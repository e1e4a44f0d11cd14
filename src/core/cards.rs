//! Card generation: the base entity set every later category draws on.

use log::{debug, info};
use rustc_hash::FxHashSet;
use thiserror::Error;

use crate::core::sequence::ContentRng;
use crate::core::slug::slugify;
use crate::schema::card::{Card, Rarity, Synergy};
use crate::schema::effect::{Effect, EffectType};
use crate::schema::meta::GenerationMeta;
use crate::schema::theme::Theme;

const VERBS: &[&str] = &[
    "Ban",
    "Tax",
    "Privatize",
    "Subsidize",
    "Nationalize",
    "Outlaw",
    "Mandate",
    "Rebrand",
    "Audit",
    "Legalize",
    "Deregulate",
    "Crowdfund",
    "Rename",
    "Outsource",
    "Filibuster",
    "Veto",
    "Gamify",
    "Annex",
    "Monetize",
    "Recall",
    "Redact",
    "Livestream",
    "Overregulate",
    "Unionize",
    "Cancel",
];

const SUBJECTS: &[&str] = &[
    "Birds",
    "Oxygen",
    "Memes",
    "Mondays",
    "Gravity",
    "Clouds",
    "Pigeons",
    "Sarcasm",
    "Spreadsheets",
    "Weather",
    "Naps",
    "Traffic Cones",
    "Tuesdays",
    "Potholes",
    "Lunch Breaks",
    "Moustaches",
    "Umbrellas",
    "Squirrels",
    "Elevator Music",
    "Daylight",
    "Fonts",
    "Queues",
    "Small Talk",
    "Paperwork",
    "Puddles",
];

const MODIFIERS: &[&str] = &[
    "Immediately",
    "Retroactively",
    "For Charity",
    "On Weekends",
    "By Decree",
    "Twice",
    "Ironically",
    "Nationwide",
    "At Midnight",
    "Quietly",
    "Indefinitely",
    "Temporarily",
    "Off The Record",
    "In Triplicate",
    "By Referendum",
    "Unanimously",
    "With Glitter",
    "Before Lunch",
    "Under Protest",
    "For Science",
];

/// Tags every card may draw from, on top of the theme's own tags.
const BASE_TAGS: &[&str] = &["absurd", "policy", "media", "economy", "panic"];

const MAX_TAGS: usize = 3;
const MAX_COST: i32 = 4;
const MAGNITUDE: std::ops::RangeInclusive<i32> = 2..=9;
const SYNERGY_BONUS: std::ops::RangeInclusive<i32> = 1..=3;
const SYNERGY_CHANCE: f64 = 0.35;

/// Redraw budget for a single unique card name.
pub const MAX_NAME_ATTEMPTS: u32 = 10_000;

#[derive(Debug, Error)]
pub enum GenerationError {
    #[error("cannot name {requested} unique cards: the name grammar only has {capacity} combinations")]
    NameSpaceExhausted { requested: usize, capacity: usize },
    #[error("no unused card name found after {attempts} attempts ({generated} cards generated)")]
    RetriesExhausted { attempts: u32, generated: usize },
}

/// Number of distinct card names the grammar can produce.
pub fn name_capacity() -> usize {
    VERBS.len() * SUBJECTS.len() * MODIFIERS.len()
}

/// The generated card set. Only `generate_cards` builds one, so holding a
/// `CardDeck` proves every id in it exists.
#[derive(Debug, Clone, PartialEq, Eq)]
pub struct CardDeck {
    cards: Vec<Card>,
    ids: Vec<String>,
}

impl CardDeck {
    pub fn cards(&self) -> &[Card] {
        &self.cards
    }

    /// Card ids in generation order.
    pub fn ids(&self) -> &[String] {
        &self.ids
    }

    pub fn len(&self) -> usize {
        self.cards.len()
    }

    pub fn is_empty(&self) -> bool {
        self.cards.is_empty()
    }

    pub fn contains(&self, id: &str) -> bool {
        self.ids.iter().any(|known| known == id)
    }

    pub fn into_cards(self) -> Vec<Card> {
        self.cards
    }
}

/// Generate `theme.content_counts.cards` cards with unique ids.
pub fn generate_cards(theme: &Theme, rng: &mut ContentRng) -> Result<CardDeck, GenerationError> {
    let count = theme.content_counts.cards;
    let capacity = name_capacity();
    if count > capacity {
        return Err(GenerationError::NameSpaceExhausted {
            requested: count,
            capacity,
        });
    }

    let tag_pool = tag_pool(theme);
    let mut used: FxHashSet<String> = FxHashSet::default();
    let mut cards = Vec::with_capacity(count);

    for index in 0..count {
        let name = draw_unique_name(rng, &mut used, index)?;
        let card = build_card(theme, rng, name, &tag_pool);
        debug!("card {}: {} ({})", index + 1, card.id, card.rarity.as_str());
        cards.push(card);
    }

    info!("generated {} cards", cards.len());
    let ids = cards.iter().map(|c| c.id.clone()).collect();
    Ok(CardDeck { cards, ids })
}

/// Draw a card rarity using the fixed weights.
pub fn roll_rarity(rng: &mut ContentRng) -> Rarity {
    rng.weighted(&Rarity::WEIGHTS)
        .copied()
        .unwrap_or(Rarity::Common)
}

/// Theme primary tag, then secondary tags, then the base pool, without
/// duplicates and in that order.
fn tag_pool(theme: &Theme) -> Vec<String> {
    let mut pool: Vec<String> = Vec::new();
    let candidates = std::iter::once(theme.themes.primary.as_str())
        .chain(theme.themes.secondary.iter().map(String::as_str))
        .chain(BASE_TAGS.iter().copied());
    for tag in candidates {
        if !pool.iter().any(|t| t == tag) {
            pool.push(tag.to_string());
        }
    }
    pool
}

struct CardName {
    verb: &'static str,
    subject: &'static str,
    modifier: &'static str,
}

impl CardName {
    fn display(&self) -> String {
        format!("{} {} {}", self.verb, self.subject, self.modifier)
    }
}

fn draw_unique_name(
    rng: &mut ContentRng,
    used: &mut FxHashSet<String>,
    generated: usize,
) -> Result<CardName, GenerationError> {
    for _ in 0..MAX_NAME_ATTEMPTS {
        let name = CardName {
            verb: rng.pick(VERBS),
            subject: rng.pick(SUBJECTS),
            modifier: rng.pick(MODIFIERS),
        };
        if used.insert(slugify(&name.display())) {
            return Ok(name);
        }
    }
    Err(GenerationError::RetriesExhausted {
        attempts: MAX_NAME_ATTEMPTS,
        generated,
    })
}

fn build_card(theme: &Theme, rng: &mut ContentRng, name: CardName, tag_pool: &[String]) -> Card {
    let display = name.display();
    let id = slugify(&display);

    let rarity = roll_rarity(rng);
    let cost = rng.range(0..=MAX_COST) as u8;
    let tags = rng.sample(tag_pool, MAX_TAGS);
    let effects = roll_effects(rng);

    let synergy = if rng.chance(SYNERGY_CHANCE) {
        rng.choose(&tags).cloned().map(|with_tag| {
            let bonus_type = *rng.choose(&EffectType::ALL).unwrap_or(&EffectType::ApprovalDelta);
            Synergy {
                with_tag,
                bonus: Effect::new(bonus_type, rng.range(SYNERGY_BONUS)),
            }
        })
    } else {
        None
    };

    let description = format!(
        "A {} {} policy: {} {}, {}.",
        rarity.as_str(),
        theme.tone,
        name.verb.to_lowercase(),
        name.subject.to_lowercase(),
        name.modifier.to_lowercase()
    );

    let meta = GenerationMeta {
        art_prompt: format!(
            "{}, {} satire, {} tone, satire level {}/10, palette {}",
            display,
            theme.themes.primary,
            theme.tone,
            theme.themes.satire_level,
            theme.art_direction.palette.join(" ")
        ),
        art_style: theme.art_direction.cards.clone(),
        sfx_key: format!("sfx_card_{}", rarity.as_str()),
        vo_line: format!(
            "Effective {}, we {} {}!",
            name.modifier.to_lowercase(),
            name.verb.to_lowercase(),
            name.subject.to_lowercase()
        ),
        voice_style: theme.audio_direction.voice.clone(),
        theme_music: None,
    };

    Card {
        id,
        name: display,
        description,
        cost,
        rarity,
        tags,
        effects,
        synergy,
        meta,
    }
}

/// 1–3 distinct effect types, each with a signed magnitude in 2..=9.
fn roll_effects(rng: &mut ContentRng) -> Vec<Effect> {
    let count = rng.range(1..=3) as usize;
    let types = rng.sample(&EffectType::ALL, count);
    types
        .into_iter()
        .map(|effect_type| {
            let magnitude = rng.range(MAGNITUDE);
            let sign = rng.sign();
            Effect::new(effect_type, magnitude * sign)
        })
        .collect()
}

□ □ □ □ □ □ □

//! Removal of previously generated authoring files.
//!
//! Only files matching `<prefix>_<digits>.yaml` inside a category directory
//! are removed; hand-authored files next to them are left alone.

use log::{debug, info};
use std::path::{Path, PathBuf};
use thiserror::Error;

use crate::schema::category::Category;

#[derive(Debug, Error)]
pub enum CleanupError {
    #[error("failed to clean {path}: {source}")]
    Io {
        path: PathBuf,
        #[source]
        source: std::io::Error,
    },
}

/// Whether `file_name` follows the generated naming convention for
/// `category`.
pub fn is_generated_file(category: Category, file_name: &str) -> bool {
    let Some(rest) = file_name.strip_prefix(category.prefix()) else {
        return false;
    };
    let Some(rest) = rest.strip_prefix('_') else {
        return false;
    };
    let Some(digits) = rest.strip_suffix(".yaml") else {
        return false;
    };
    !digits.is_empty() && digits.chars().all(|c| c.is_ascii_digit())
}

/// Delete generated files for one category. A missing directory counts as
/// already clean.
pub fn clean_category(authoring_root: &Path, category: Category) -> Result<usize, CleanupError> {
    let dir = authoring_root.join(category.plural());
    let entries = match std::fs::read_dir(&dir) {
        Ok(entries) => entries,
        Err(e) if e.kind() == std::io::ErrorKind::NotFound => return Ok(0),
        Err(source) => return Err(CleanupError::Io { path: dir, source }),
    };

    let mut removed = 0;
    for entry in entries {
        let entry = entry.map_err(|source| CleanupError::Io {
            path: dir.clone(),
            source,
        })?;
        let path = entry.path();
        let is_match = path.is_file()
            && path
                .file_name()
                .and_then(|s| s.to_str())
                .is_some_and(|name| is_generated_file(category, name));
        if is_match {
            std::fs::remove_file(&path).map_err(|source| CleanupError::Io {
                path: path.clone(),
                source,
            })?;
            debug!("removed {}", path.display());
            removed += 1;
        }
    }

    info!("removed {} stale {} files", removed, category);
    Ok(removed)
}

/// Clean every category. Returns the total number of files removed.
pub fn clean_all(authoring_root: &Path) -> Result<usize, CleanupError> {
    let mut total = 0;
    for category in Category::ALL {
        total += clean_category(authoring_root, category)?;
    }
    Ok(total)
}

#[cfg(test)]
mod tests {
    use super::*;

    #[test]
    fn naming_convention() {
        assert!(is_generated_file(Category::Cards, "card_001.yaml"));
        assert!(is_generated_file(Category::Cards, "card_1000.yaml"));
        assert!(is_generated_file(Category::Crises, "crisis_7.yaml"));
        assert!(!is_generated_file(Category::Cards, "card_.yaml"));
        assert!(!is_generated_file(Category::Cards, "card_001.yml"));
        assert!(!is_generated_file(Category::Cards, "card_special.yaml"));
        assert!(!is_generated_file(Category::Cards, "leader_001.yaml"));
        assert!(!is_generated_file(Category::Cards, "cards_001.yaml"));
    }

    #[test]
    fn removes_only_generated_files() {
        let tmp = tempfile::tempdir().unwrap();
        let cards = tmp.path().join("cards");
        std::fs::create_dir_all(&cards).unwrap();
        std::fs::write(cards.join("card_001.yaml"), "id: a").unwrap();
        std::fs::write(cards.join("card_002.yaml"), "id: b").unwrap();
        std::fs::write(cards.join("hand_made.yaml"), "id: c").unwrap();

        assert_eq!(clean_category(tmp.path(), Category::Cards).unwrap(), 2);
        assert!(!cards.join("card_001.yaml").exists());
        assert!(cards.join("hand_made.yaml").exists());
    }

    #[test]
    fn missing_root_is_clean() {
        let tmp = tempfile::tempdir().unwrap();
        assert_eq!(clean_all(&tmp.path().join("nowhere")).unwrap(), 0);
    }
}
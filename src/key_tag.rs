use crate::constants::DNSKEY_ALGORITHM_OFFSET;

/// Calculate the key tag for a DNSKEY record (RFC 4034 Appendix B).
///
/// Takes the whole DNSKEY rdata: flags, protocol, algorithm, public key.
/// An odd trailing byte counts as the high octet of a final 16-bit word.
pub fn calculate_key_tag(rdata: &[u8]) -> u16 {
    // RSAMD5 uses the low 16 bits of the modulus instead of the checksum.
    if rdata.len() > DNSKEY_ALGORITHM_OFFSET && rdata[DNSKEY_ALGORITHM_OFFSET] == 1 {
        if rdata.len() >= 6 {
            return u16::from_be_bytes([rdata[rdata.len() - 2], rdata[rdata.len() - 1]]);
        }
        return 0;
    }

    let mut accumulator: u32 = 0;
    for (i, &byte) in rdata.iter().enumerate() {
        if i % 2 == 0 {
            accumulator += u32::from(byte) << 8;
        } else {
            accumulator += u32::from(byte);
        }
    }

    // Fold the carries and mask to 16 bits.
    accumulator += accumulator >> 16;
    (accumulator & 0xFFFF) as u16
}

□ □ □ □ □ □ □

● **What this task involves**:
Starting at the line that contains "repository e1e4a44f0d11cd14" and stopping after the line that contains "const MAX_COST: i32 = 4;", write out every line exactly as it appears above, and no other line.

● **Response**:
repository e1e4a44f0d11cd14
filename src/core/cards.rs
//! Card generation: the base entity set every later category draws on.

use log::{debug, info};
use rustc_hash::FxHashSet;
use thiserror::Error;

use crate::core::sequence::ContentRng;
use crate::core::slug::slugify;
use crate::schema::card::{Card, Rarity, Synergy};
use crate::schema::effect::{Effect, EffectType};
use crate::schema::meta::GenerationMeta;
use crate::schema::theme::Theme;

const VERBS: &[&str] = &[
    "Ban",
    "Tax",
    "Privatize",
    "Subsidize",
    "Nationalize",
    "Outlaw",
    "Mandate",
    "Rebrand",
    "Audit",
    "Legalize",
    "Deregulate",
    "Crowdfund",
    "Rename",
    "Outsource",
    "Filibuster",
    "Veto",
    "Gamify",
    "Annex",
    "Monetize",
    "Recall",
    "Redact",
    "Livestream",
    "Overregulate",
    "Unionize",
    "Cancel",
];

const SUBJECTS: &[&str] = &[
    "Birds",
    "Oxygen",
    "Memes",
    "Mondays",
    "Gravity",
    "Clouds",
    "Pigeons",
    "Sarcasm",
    "Spreadsheets",
    "Weather",
    "Naps",
    "Traffic Cones",
    "Tuesdays",
    "Potholes",
    "Lunch Breaks",
    "Moustaches",
    "Umbrellas",
    "Squirrels",
    "Elevator Music",
    "Daylight",
    "Fonts",
    "Queues",
    "Small Talk",
    "Paperwork",
    "Puddles",
];

const MODIFIERS: &[&str] = &[
    "Immediately",
    "Retroactively",
    "For Charity",
    "On Weekends",
    "By Decree",
    "Twice",
    "Ironically",
    "Nationwide",
    "At Midnight",
    "Quietly",
    "Indefinitely",
    "Temporarily",
    "Off The Record",
    "In Triplicate",
    "By Referendum",
    "Unanimously",
    "With Glitter",
    "Before Lunch",
    "Under Protest",
    "For Science",
];

/// Tags every card may draw from, on top of the theme's own tags.
const BASE_TAGS: &[&str] = &["absurd", "policy", "media", "economy", "panic"];

const MAX_TAGS: usize = 3;
const MAX_COST: i32 = 4;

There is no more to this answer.